Thanks to Peter, Chris and Steven who answered my previous answer about
regex to split a string. Actually, it was as easy as create a regex with the
pattern "/*-+()," and most of my string was splitted.
I am fascinated to the powerfull use of this RegEx class, so I wonder if it
could go a step further.

As a question, can regex be used to valid a set of different functions ?
Example : Suppose I have to verify the correctness of an input string, which
may contains one or more of the following functions :

Round ( NumericValue, Decimals)
Lower( StringValue )
Upper( StringValue )
Abs(NumericValue)

.... it will be like 15 functions, but let's name just this three.

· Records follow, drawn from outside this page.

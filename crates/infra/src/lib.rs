//! # Tether Infrastructure
//!
//! Infrastructure implementations of core ports.
//!
//! This crate contains:
//! - The SQLite sync ledger repository (r2d2 pool, embedded schema)
//! - Configuration loading from files and environment variables
//! - Logging initialisation
//! - Error conversions for rusqlite and reqwest
//! - HTTP response classification for API-backed adapters
//! - [`SyncContext`], the composition root
//!
//! ## Architecture
//! - Implements traits defined in `tether-core`
//! - Contains all "impure" code (file system, database, network)

pub mod config;
pub mod context;
pub mod database;
pub mod errors;
pub mod http;
pub mod logging;

// Re-export commonly used items
pub use context::SyncContext;
pub use database::{DbManager, SqliteSyncRecordRepository};
pub use errors::InfraError;
pub use http::{classify_status, ensure_success, retry_after_secs};
pub use logging::init_logging;
//! Serialisable application configuration
//!
//! Every section and field has a default, so a config file only needs the
//! values it changes:
//!
//! ```toml
//! [orchestrator]
//! max_concurrent_operations = 2
//!
//! [rate_limits.targets.booking-api]
//! capacity = 100
//! window_ms = 60000
//! ```

use std::collections::HashMap;
use std::time::Duration;

use serde::{Deserialize, Serialize};

use crate::constants::{
    DEFAULT_CLEANUP_TIMEOUT_MS, DEFAULT_DB_PATH, DEFAULT_DB_POOL_SIZE, DEFAULT_LOG_LEVEL,
    DEFAULT_MAX_CONCURRENT_OPERATIONS, DEFAULT_OPERATION_TIMEOUT_MS,
    DEFAULT_POOL_ACQUIRE_TIMEOUT_MS, DEFAULT_POOL_IDLE_TIMEOUT_MS, DEFAULT_POOL_MAX_RESOURCES,
    DEFAULT_RATE_LIMIT_CAPACITY, DEFAULT_RATE_LIMIT_WINDOW_MS, DEFAULT_RETRY_INITIAL_DELAY_MS,
    DEFAULT_RETRY_MAX_ATTEMPTS, DEFAULT_RETRY_MAX_DELAY_MS, DEFAULT_RETRY_MULTIPLIER,
    DEFAULT_SHUTDOWN_GRACE_MS,
};
use crate::errors::{Result, TetherError};

/// Top-level configuration, one section per component
#[derive(Debug, Clone, Default, PartialEq, Serialize, Deserialize)]
#[serde(default)]
pub struct Config {
    /// Admission and deadlines
    pub orchestrator: OrchestratorSettings,
    /// Session pool
    pub pool: PoolSettings,
    /// Token buckets
    pub rate_limits: RateLimitSettings,
    /// Retry policy
    pub retry: RetrySettings,
    /// Ledger storage
    pub database: DatabaseConfig,
    /// Tracing output
    pub logging: LoggingConfig,
}

impl Config {
    /// Reject values the runtime cannot work with
    pub fn validate(&self) -> Result<()> {
        let check = |ok: bool, field: &str, msg: &str| -> Result<()> {
            if ok {
                Ok(())
            } else {
                Err(TetherError::Config(format!("{field}: {msg}")))
            }
        };

        let o = &self.orchestrator;
        check(
            o.max_concurrent_operations > 0,
            "orchestrator.max_concurrent_operations",
            "must be > 0",
        )?;
        check(o.operation_timeout_ms > 0, "orchestrator.operation_timeout_ms", "must be > 0")?;

        let p = &self.pool;
        check(p.max_resources > 0, "pool.max_resources", "must be > 0")?;
        check(p.idle_timeout_ms > 0, "pool.idle_timeout_ms", "must be > 0")?;

        self.rate_limits.default.validate("rate_limits.default")?;
        for (target, bucket) in &self.rate_limits.targets {
            bucket.validate(&format!("rate_limits.targets.{target}"))?;
        }

        let r = &self.retry;
        check(r.max_attempts > 0, "retry.max_attempts", "must be > 0")?;
        check(r.multiplier >= 1.0, "retry.multiplier", "must be >= 1.0")?;

        check(!self.database.path.is_empty(), "database.path", "must not be empty")?;
        check(self.database.pool_size > 0, "database.pool_size", "must be > 0")?;
        Ok(())
    }
}

/// `orchestrator` section
#[derive(Debug, Clone, PartialEq, Eq, Serialize, Deserialize)]
#[serde(default)]
pub struct OrchestratorSettings {
    /// Run slot cap
    pub max_concurrent_operations: usize,
    /// Default per-operation deadline
    pub operation_timeout_ms: u64,
    /// Upper bound on an adapter's `cleanup()` after the operation ends
    pub cleanup_timeout_ms: u64,
    /// Wait for running operations during shutdown
    pub shutdown_grace_ms: u64,
}

impl Default for OrchestratorSettings {
    fn default() -> Self {
        Self {
            max_concurrent_operations: DEFAULT_MAX_CONCURRENT_OPERATIONS,
            operation_timeout_ms: DEFAULT_OPERATION_TIMEOUT_MS,
            cleanup_timeout_ms: DEFAULT_CLEANUP_TIMEOUT_MS,
            shutdown_grace_ms: DEFAULT_SHUTDOWN_GRACE_MS,
        }
    }
}

/// What the pool does when a caller's wait for a free resource times out
#[derive(Debug, Clone, Copy, Default, PartialEq, Eq, Serialize, Deserialize)]
#[serde(rename_all = "snake_case")]
pub enum ExhaustionPolicy {
    /// Create a resource beyond the cap
    #[default]
    Overflow,
    /// Fail with `PoolExhausted`
    Fail,
}

/// `pool` section
#[derive(Debug, Clone, PartialEq, Eq, Serialize, Deserialize)]
#[serde(default)]
pub struct PoolSettings {
    /// Session cap
    pub max_resources: usize,
    /// Wait for a free session
    pub acquire_timeout_ms: u64,
    /// Idle time before a free session is closed
    pub idle_timeout_ms: u64,
    /// Behaviour when the wait times out
    pub on_exhausted: ExhaustionPolicy,
}

impl Default for PoolSettings {
    fn default() -> Self {
        Self {
            max_resources: DEFAULT_POOL_MAX_RESOURCES,
            acquire_timeout_ms: DEFAULT_POOL_ACQUIRE_TIMEOUT_MS,
            idle_timeout_ms: DEFAULT_POOL_IDLE_TIMEOUT_MS,
            on_exhausted: ExhaustionPolicy::Overflow,
        }
    }
}

/// One token bucket
#[derive(Debug, Clone, Copy, PartialEq, Eq, Serialize, Deserialize)]
#[serde(default)]
pub struct BucketSettings {
    /// Tokens per window
    pub capacity: u32,
    /// Refill window
    pub window_ms: u64,
}

impl Default for BucketSettings {
    fn default() -> Self {
        Self { capacity: DEFAULT_RATE_LIMIT_CAPACITY, window_ms: DEFAULT_RATE_LIMIT_WINDOW_MS }
    }
}

impl BucketSettings {
    /// Bucket of `capacity` tokens per `window`
    pub fn new(capacity: u32, window: Duration) -> Self {
        Self { capacity, window_ms: window.as_millis() as u64 }
    }

    /// `window_ms` as a `Duration`
    pub fn window(&self) -> Duration {
        Duration::from_millis(self.window_ms)
    }

    fn validate(&self, field: &str) -> Result<()> {
        if self.capacity == 0 || self.window_ms == 0 {
            return Err(TetherError::Config(format!(
                "{field}: capacity and window_ms must be > 0"
            )));
        }
        Ok(())
    }
}

/// `rate_limits` section
#[derive(Debug, Clone, Default, PartialEq, Eq, Serialize, Deserialize)]
#[serde(default)]
pub struct RateLimitSettings {
    /// Bucket for targets without an override
    pub default: BucketSettings,
    /// Per-target overrides keyed by target id
    pub targets: HashMap<String, BucketSettings>,
    /// Fail with `RateLimited` instead of waiting for tokens
    pub non_blocking: bool,
}

/// `retry` section; backoff is exponential
#[derive(Debug, Clone, PartialEq, Serialize, Deserialize)]
#[serde(default)]
pub struct RetrySettings {
    /// Total invocations, including the first
    pub max_attempts: u32,
    /// First backoff delay
    pub initial_delay_ms: u64,
    /// Growth factor, at least 1.0
    pub multiplier: f64,
    /// Backoff ceiling
    pub max_delay_ms: u64,
    /// Use server `Retry-After` hints, clamped to `max_delay_ms`
    pub respect_retry_after: bool,
}

impl Default for RetrySettings {
    fn default() -> Self {
        Self {
            max_attempts: DEFAULT_RETRY_MAX_ATTEMPTS,
            initial_delay_ms: DEFAULT_RETRY_INITIAL_DELAY_MS,
            multiplier: DEFAULT_RETRY_MULTIPLIER,
            max_delay_ms: DEFAULT_RETRY_MAX_DELAY_MS,
            respect_retry_after: false,
        }
    }
}

/// `database` section
#[derive(Debug, Clone, PartialEq, Eq, Serialize, Deserialize)]
#[serde(default)]
pub struct DatabaseConfig {
    /// SQLite file path
    pub path: String,
    /// Connection pool size
    pub pool_size: u32,
}

impl Default for DatabaseConfig {
    fn default() -> Self {
        Self { path: DEFAULT_DB_PATH.to_string(), pool_size: DEFAULT_DB_POOL_SIZE }
    }
}

/// `logging` section
#[derive(Debug, Clone, PartialEq, Eq, Serialize, Deserialize)]
#[serde(default)]
pub struct LoggingConfig {
    /// `EnvFilter` directive used when `RUST_LOG` is unset
    pub level: String,
    /// Emit JSON lines instead of plain text
    pub json: bool,
}

impl Default for LoggingConfig {
    fn default() -> Self {
        Self { level: DEFAULT_LOG_LEVEL.to_string(), json: false }
    }
}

Note : I just want to validate the input, I don't pretend to perform the
resolving part of this functions, just validate the input in terms of :
1.- Data type of parameters.
2.- Pairing parenthesis.
(the resolution of the of the functions will be done by 3rd party's code).
So, if I receive :
Abs("VB is great").

I would reject that sentense due the characters between parenthesis are a
string, not numeric values.

But, instead if I receive :
Upper( "C# is the best thing since sliced bread")

I would accept the sentence because the parameter is of the proper type.

Also:
Round( 1234.56, 2

would be invalid, due the missing parenthesis.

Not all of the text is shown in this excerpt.